I had, it's true, felt a ripple of disquiet during the top-notch entertainment the day before. What, I kept wondering, was going to happen to all the public sector workers whose stupidity, incompetence, sick leave, and indifference to profit had brought the country to its knees? Workers, in fact, that not a single person had mentioned? The private sector surely wouldn't want such dross. Perhaps it was time for Martin Amis's euthanasia booths? Perhaps we could get Capita to run them?

But then I was forgetting the other good news – the 1.3 million new jobs in the private sector. OK, so they're not here quite yet, but our clever young Chancellor (the most popular since records began) says they will be, and he always sounds as if he knows what he's talking about. With more than a million, there must be room for some dross. And the private sector, with its marvellous Midas touch, will soon transform those lazy lard-arses into lean, mean, inefficiency-killing machines.

Is Osborne right? God only knows. Economics, as Bill Emmott, the former editor of The Economist, reminded us over that nice fruit salad, is as much about psychology as ideology. If you subscribe to the state-shrinking, first-cuts-are-the-deepest-but-only-the-beginning-of-a-glorious-cull, model of economic thinking, you'll probably only read, listen and talk to people who share your view and boomerang it back. If you subscribe to the state-maintaining, let's-go-a-bit-steady-here model, you'll probably do likewise. Either is based on an article of faith.

Throw psychology into the mix and it's even trickier. David Cameron is an optimist. He believes that the economic equivalent of The Texas Chainsaw Massacre is an excellent way to let the sun shine in. He thinks society (yes, there is one, and it's Big) is like an English cottage garden. If you cut the weeds and the thistles (state help, bureaucracy, school buildings) then beautiful blooms (charity, responsibility, marvellous "free" schools) will spring up in their place. If you stop bossing people around, they'll stop eating rubbish. If you cut their welfare, and their housing benefit, they'll become employable, and employed.

Optimism certainly has its place, but the hopes and livelihoods of millions of people should, one can't help thinking, be based on a little bit more. It would be nice if a time of what some of us are downbeat enough to call a major national crisis wasn't also a time of ideological war. It would be nice if the "efficiencies" that all those men in suits recommended (some of which sounded rather sensible) could be used to strengthen, and not destroy, the public sector. And it would be nice if the people who know how some of this stuff works, because they've been running it for the past 13 years, were prepared to ditch the bi-partisan warfare, and the knee-jerk attacks on everything, and make some suggestions that might actually help. But they won't, because they want, and need, the whole damn project to fail.

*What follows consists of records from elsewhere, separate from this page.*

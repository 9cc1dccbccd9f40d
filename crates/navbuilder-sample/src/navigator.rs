//! A minimal back stack standing in for the host navigation framework
//!
//! Entries record the filled route together with the argument values the
//! destination receives: the supplied bindings plus the declared fallback
//! (default value, or null for nullable arguments) for every omitted one.

use std::collections::HashMap;

use anyhow::{Context, Result};
use navbuilder::{Nav, NavValue};
use tracing::{debug, info};

/// One visited destination
#[derive(Debug, Clone, PartialEq)]
pub struct BackStackEntry {
    pub destination: String,
    pub route: String,
    arguments: HashMap<String, NavValue>,
}

impl BackStackEntry {
    /// Value received for an argument, after defaults are applied
    pub fn argument(&self, name: &str) -> Option<&NavValue> {
        self.arguments.get(name)
    }
}

#[derive(Debug)]
pub struct Navigator {
    back_stack: Vec<BackStackEntry>,
}

impl Navigator {
    /// Opens `start` as the root entry. The start destination takes no
    /// bindings, so every required argument it declares makes this fail.
    pub fn new(start: &Nav) -> Result<Self> {
        let mut navigator = Self {
            back_stack: Vec::new(),
        };
        navigator.navigate(start, Vec::<(&str, NavValue)>::new())?;
        Ok(navigator)
    }

    /// Fills `nav`'s route with `bindings` and pushes it on the stack
    pub fn navigate<'a, I>(&mut self, nav: &Nav, bindings: I) -> Result<&BackStackEntry>
    where
        I: IntoIterator<Item = (&'a str, NavValue)>,
    {
        let bindings: Vec<(&str, NavValue)> = bindings.into_iter().collect();
        let route = nav
            .build_route(bindings.iter().cloned())
            .with_context(|| format!("Failed to navigate to '{}'", nav.name()))?;

        let arguments = resolve_arguments(nav, bindings);
        info!("Navigate: {}", route);

        self.back_stack.push(BackStackEntry {
            destination: nav.name().to_string(),
            route,
            arguments,
        });
        self.current().context("Back stack is empty")
    }

    /// Pops the current entry. The root entry is never popped.
    pub fn navigate_back(&mut self) -> bool {
        if self.back_stack.len() <= 1 {
            return false;
        }
        if let Some(entry) = self.back_stack.pop() {
            debug!("Popped {}", entry.route);
        }
        true
    }

    pub fn current(&self) -> Option<&BackStackEntry> {
        self.back_stack.last()
    }

    pub fn depth(&self) -> usize {
        self.back_stack.len()
    }
}

fn resolve_arguments(nav: &Nav, bindings: Vec<(&str, NavValue)>) -> HashMap<String, NavValue> {
    let mut arguments: HashMap<String, NavValue> = bindings
        .into_iter()
        .map(|(name, value)| (name.to_string(), value))
        .collect();

    for binding in nav.argument_bindings() {
        if arguments.contains_key(&binding.name) {
            continue;
        }
        let fallback = match &binding.default_value {
            Some(value) => value.clone(),
            None if binding.nullable => NavValue::Null,
            None => continue,
        };
        arguments.insert(binding.name.clone(), fallback);
    }

    arguments
}
// File: src/error.rs
// Purpose: Errors raised while declaring destinations and filling routes

use thiserror::Error;

/// Caller-input errors for navigation destinations.
///
/// The first two variants come from [`NavBuilder`](crate::NavBuilder) while
/// arguments are being declared, the last two from
/// [`Nav::build_route`](crate::Nav::build_route). The rendered messages are
/// stable and safe to match on.
#[derive(Debug, Clone, PartialEq, Eq, Error)]
pub enum NavError {
    #[error("Argument '{0}' has already been added to the builder.")]
    DuplicateArgument(String),

    #[error("Argument '{0}' is optional, but neither nullable nor has a default value.")]
    InvalidOptionalArgument(String),

    #[error(
        "Unknown argument key: {0}. \
         This key does not match any of the arguments defined in this navigation destination."
    )]
    UnknownArgument(String),

    #[error("{0} is not provided. This argument is required for this navigation destination.")]
    MissingRequiredArgument(String),
}

impl NavError {
    /// Name of the argument (or binding key) the error is about
    pub fn argument(&self) -> &str {
        match self {
            NavError::DuplicateArgument(name)
            | NavError::InvalidOptionalArgument(name)
            | NavError::UnknownArgument(name)
            | NavError::MissingRequiredArgument(name) => name,
        }
    }
}

pub type Result<T> = std::result::Result<T, NavError>;
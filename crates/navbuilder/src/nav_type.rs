//! Semantic type tags for navigation arguments
//!
//! The tag is metadata only: this crate never checks bound values against
//! it. It is carried through to [`NamedNavArgument`](crate::NamedNavArgument)
//! so the host navigation framework can register a typed argument.

use std::fmt;

use serde::{Deserialize, Serialize};

/// Argument kinds understood by the host navigation framework
///
/// Serialized using the framework's canonical type names.
///
/// # Examples
///
/// ```
/// use navbuilder::NavType;
///
/// assert_eq!(NavType::Int.name(), "integer");
/// assert_eq!(NavType::StringArray.name(), "string[]");
/// assert!(NavType::String.allows_nullable());
/// assert!(!NavType::Int.allows_nullable());
/// ```
#[derive(Debug, Clone, Copy, PartialEq, Eq, Hash, Serialize, Deserialize)]
pub enum NavType {
    #[serde(rename = "integer")]
    Int,
    #[serde(rename = "long")]
    Long,
    #[serde(rename = "float")]
    Float,
    #[serde(rename = "boolean")]
    Bool,
    #[serde(rename = "string")]
    String,
    #[serde(rename = "integer[]")]
    IntArray,
    #[serde(rename = "long[]")]
    LongArray,
    #[serde(rename = "float[]")]
    FloatArray,
    #[serde(rename = "boolean[]")]
    BoolArray,
    #[serde(rename = "string[]")]
    StringArray,
}

impl NavType {
    /// Canonical type name
    pub fn name(self) -> &'static str {
        match self {
            NavType::Int => "integer",
            NavType::Long => "long",
            NavType::Float => "float",
            NavType::Bool => "boolean",
            NavType::String => "string",
            NavType::IntArray => "integer[]",
            NavType::LongArray => "long[]",
            NavType::FloatArray => "float[]",
            NavType::BoolArray => "boolean[]",
            NavType::StringArray => "string[]",
        }
    }

    /// Whether the framework accepts a null value for this kind.
    ///
    /// Primitive kinds cannot hold null; strings and arrays can.
    pub fn allows_nullable(self) -> bool {
        !matches!(
            self,
            NavType::Int | NavType::Long | NavType::Float | NavType::Bool
        )
    }
}

impl fmt::Display for NavType {
    fn fmt(&self, f: &mut fmt::Formatter<'_>) -> fmt::Result {
        f.write_str(self.name())
    }
}
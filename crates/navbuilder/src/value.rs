// File: src/value.rs
// Purpose: Argument values used for defaults and route filling

use std::fmt;

use serde::{Deserialize, Serialize};

use crate::NavType;

/// A value bound to a navigation argument.
///
/// Used both for declared default values and for the bindings passed to
/// [`Nav::build_route`](crate::Nav::build_route). `Null` is a real value: a
/// nullable argument may legitimately default to it.
#[derive(Debug, Clone, PartialEq, Serialize, Deserialize)]
#[serde(untagged)]
pub enum NavValue {
    Null,
    Bool(bool),
    Int(i32),
    Long(i64),
    Float(f32),
    String(String),
}

impl NavValue {
    pub fn is_null(&self) -> bool {
        matches!(self, NavValue::Null)
    }

    /// Borrows the string payload, if this is a `String`
    pub fn as_str(&self) -> Option<&str> {
        match self {
            NavValue::String(s) => Some(s),
            _ => None,
        }
    }

    /// Reinterprets a number read back from JSON as the kind `nav_type`
    /// declares.
    ///
    /// Untagged numbers come back as the narrowest variant that holds them,
    /// so a `long` argument's `5` arrives as `Int(5)`. Anything that is not a
    /// number, or has no declared kind, is returned unchanged.
    pub fn conform_to(self, nav_type: Option<NavType>) -> Self {
        match (self, nav_type) {
            (NavValue::Int(n), Some(NavType::Long)) => NavValue::Long(i64::from(n)),
            (NavValue::Int(n), Some(NavType::Float)) => NavValue::Float(n as f32),
            (NavValue::Long(n), Some(NavType::Float)) => NavValue::Float(n as f32),
            (value, _) => value,
        }
    }

    /// Widens `Int` and `Long` payloads to `i64`
    pub fn as_i64(&self) -> Option<i64> {
        match self {
            NavValue::Int(n) => Some(i64::from(*n)),
            NavValue::Long(n) => Some(*n),
            _ => None,
        }
    }
}

/// Renders the form that gets written into a route.
///
/// `Null` renders as `null`; whole floats keep their trailing `.0`.
impl fmt::Display for NavValue {
    fn fmt(&self, f: &mut fmt::Formatter<'_>) -> fmt::Result {
        match self {
            NavValue::Null => f.write_str("null"),
            NavValue::Bool(b) => write!(f, "{}", b),
            NavValue::Int(n) => write!(f, "{}", n),
            NavValue::Long(n) => write!(f, "{}", n),
            NavValue::Float(n) if n.is_finite() && n.fract() == 0.0 => write!(f, "{:.1}", n),
            NavValue::Float(n) => write!(f, "{}", n),
            NavValue::String(s) => f.write_str(s),
        }
    }
}

impl From<bool> for NavValue {
    fn from(b: bool) -> Self {
        NavValue::Bool(b)
    }
}

impl From<i32> for NavValue {
    fn from(n: i32) -> Self {
        NavValue::Int(n)
    }
}

impl From<i64> for NavValue {
    fn from(n: i64) -> Self {
        NavValue::Long(n)
    }
}

impl From<f32> for NavValue {
    fn from(n: f32) -> Self {
        NavValue::Float(n)
    }
}

/// Narrows to `f32`, the width the framework stores floats in
impl From<f64> for NavValue {
    fn from(n: f64) -> Self {
        NavValue::Float(n as f32)
    }
}

impl From<u8> for NavValue {
    fn from(n: u8) -> Self {
        NavValue::Int(i32::from(n))
    }
}

impl From<i16> for NavValue {
    fn from(n: i16) -> Self {
        NavValue::Int(i32::from(n))
    }
}

impl From<u16> for NavValue {
    fn from(n: u16) -> Self {
        NavValue::Int(i32::from(n))
    }
}

impl From<u32> for NavValue {
    fn from(n: u32) -> Self {
        NavValue::Long(i64::from(n))
    }
}

impl From<String> for NavValue {
    fn from(s: String) -> Self {
        NavValue::String(s)
    }
}

impl From<&String> for NavValue {
    fn from(s: &String) -> Self {
        NavValue::String(s.clone())
    }
}

impl From<&str> for NavValue {
    fn from(s: &str) -> Self {
        NavValue::String(s.to_string())
    }
}

impl<T: Into<NavValue>> From<Option<T>> for NavValue {
    fn from(value: Option<T>) -> Self {
        value.map(Into::into).unwrap_or(NavValue::Null)
    }
}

After the conference on cuts, I met a woman in a café. She was, it turned out, Canadian. I told her that their austerity programme was meant to be a model for ours and asked her what it was like. "Well," she said. "A lot of people lost their jobs. A lot of people died in hospital corridors. And a lot of people lost their homes. I've been walking around London all day and I haven't seen many homeless people. In Canada, they're on every street corner."

Every street corner? Oh, dear. Sightseeing's not going to be nearly so much fun. But perhaps, as Cameron, Osborne, Maude and their fellow millionaires in the Cabinet might say, echoing the words of a previous Tory Chancellor, that's a price well worth paying for reform.